You know things are a bit screwy when Streep gets overlooked by the Screen Actors Guild, especially in a year when -- as isn't always the case -- she gives a performance terrific enough to actually warrant the nomination. No less surprisingly shut out: Daniel Day-Lewis, who probably has more trophies than screen credits to his name at this point, but managed to miss out on a SAG nomination for his superb, possibly final screen performance in "Phantom Thread" (which, like "The Post," didn't land in SAG voters' mailboxes in time).
Screwiness seems destined to prevail this season. This is a year, after all, in which Ridley Scott's down-to-the-wire "All the Money in the World" managed to score Golden Globe nominations for director, actress in a drama (Michelle Williams) and, in the most startling development, supporting actor for Christopher Plummer, who was brought in as a November-surprise replacement for the scandal-plagued Kevin Spacey. I can't wait to see the movie, but sight unseen, Plummer is clearly a shoo-in for the Oscar for fastest performance by an actor in a supporting role.
Scott's Globe nomination for a film that few have seen drew a few eye-rolls, especially in light of the Hollywood Foreign Press' well-known predilection for A-list names (there's a term for this, but I can't use it in print). Others have chided the Globes for a slate of director nominees that, with the exception of the Mexican-born Guillermo del Toro ("The Shape of Water"), consists entirely of white men, with little of the diversity that a Greta Gerwig ("Lady Bird") or a Jordan Peele ("Get Out") might have brought to the party.
Speaking of diversity: For reasons having as much to do with their sheer excellence as with their cross-cultural insights, I was pleased to see "The Big Sick," a touching and funny interracial love story, and "Mudbound," a shrewd and clear-eyed story about racial conflict, join "Get Out," "Lady Bird" and "Three Billboards" in the Screen Actors Guild's competitive ensemble race. ("Mudbound" may have also benefited from the guild's overall receptiveness to Netflix fare, which hasn't been as welcome in other circles.)
The fight for a less discriminatory, more representative art form is a goal that sits often uncomfortably beside the impulse to recognize cinema's best and brightest. Last year the academy warded off the grim specter of another #OscarsSoWhite storm in admirable fashion, but I imagine its members will be in no hurry to sink back into complacency this year. Which could have fascinating implications if, indeed, "Get Out," "Lady Bird" and "Three Billboards" turn out to be the ones to beat.
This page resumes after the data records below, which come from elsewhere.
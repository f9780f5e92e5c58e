use mercato::domain::{Banner, Brand, Category, Product, SpecialBanner};
use shared::{Error, Result};

/// Typed payloads the catalog cache holds. One variant per resource, so a
/// cache read never needs to re-parse JSON.
#[derive(Clone, Debug)]
pub enum CachedValue {
    Categories(Vec<Category>),
    Brands(Vec<Brand>),
    Banners(Vec<Banner>),
    Special(SpecialBanner),
    Products(Vec<Product>),
}

impl CachedValue {
    pub fn into_categories(self) -> Result<Vec<Category>> {
        match self {
            CachedValue::Categories(categories) => Ok(categories),
            other => Err(wrong_variant("categories", &other)),
        }
    }

    pub fn into_brands(self) -> Result<Vec<Brand>> {
        match self {
            CachedValue::Brands(brands) => Ok(brands),
            other => Err(wrong_variant("brands", &other)),
        }
    }

    pub fn into_banners(self) -> Result<Vec<Banner>> {
        match self {
            CachedValue::Banners(banners) => Ok(banners),
            other => Err(wrong_variant("banners", &other)),
        }
    }

    pub fn into_special(self) -> Result<SpecialBanner> {
        match self {
            CachedValue::Special(banner) => Ok(banner),
            other => Err(wrong_variant("special banner", &other)),
        }
    }

    pub fn into_products(self) -> Result<Vec<Product>> {
        match self {
            CachedValue::Products(products) => Ok(products),
            other => Err(wrong_variant("products", &other)),
        }
    }
}

// Only reachable if a resource writes another resource's key, which the
// key derivation rules out; kept as an error rather than a panic.
fn wrong_variant(wanted: &str, got: &CachedValue) -> Error {
    Error::Internal(format!("cache entry for {wanted} held {got:?}"))
}
use crate::domain::{Banner, Brand, CacheConfig, Category, LocationContext, Product, SpecialBanner};
use async_trait::async_trait;
use futures::stream::BoxStream;
use shared::{Result, TtlMs};
use std::fmt::Debug;
use std::sync::Arc;

// Ports are the pluggable extension points for storage backends and the
// backend API transports.

/// Port for cache storage with per-entry TTL semantics.
///
/// `get` and `has` apply the expiry check and evict an expired entry as a
/// side effect of the read, so callers never observe stale data.
#[async_trait]
pub trait CacheStore<V>: Send + Sync + 'static
where
    V: Debug + Send + Sync + Clone + 'static,
{
    /// Unconditional overwrite; resets the expiry clock.
    async fn set(&self, key: String, value: V, ttl: TtlMs);
    async fn get(&self, key: &str) -> Option<V>;
    async fn has(&self, key: &str) -> bool;
    /// Returns whether the key was present.
    async fn delete(&self, key: &str) -> bool;
    async fn clear(&self);
    /// Entries currently held, expired-but-unswept ones included.
    async fn entry_count(&self) -> usize;
}

/// Port for creating cache storage from configuration
pub trait StorageFactory<V>: Send + Sync + 'static
where
    V: Debug + Send + Sync + Clone + 'static,
{
    fn create(&self, config: &CacheConfig) -> Arc<dyn CacheStore<V>>;
}

/// Port for the storefront catalog API.
///
/// The location context travels with every call; the backend uses it to
/// scope availability and promotions to the shopper's warehouse.
#[async_trait]
pub trait CatalogBackend: Send + Sync + 'static {
    async fn fetch_categories(&self, ctx: &LocationContext) -> Result<Vec<Category>>;
    async fn fetch_brands(&self, ctx: &LocationContext) -> Result<Vec<Brand>>;
    async fn fetch_banners(&self, ctx: &LocationContext) -> Result<Vec<Banner>>;
    async fn fetch_special_banner(&self, ctx: &LocationContext) -> Result<SpecialBanner>;
    async fn fetch_products(&self, ctx: &LocationContext) -> Result<Vec<Product>>;
    /// Liveness probe against the backend.
    async fn health(&self) -> Result<()>;
}

/// Raw event bodies from one stream connection. Each item is the `data`
/// payload of a `stockUpdate` event; an `Err` item ends the connection.
pub type StockFrames = BoxStream<'static, Result<String>>;

/// Port for the long-lived stock push transport.
#[async_trait]
pub trait StockFeed: Send + Sync + 'static {
    async fn connect(&self) -> Result<StockFrames>;
}
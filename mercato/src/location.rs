use crate::domain::LocationContext;

/// Derive the canonical cache key for a resource in a location context.
///
/// This is the single key-derivation function for the whole workspace: the
/// query layer writes through it and the preloader warms through it, so the
/// two always land on the same entry. A missing pincode maps to the stable
/// token `none`, never to the empty string, so unscoped and location-scoped
/// lookups cannot collide.
pub fn location_key(resource: &str, ctx: &LocationContext) -> String {
    format!(
        "{}:{}:{}",
        resource,
        ctx.pincode.as_deref().unwrap_or("none"),
        ctx.mode().as_str()
    )
}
Will this be one of those rare years when the academy nominates both a white woman and a black man for director (which happened eight years ago with Kathryn Bigelow and Lee Daniels)? Or will "Three Billboards," which a number of critics have taken to task for its tricky handling of gender and race issues, rise up as the favored choice of the anti-woke brigade? We'll know more in January. Until then, let's give the patient some much-needed rest.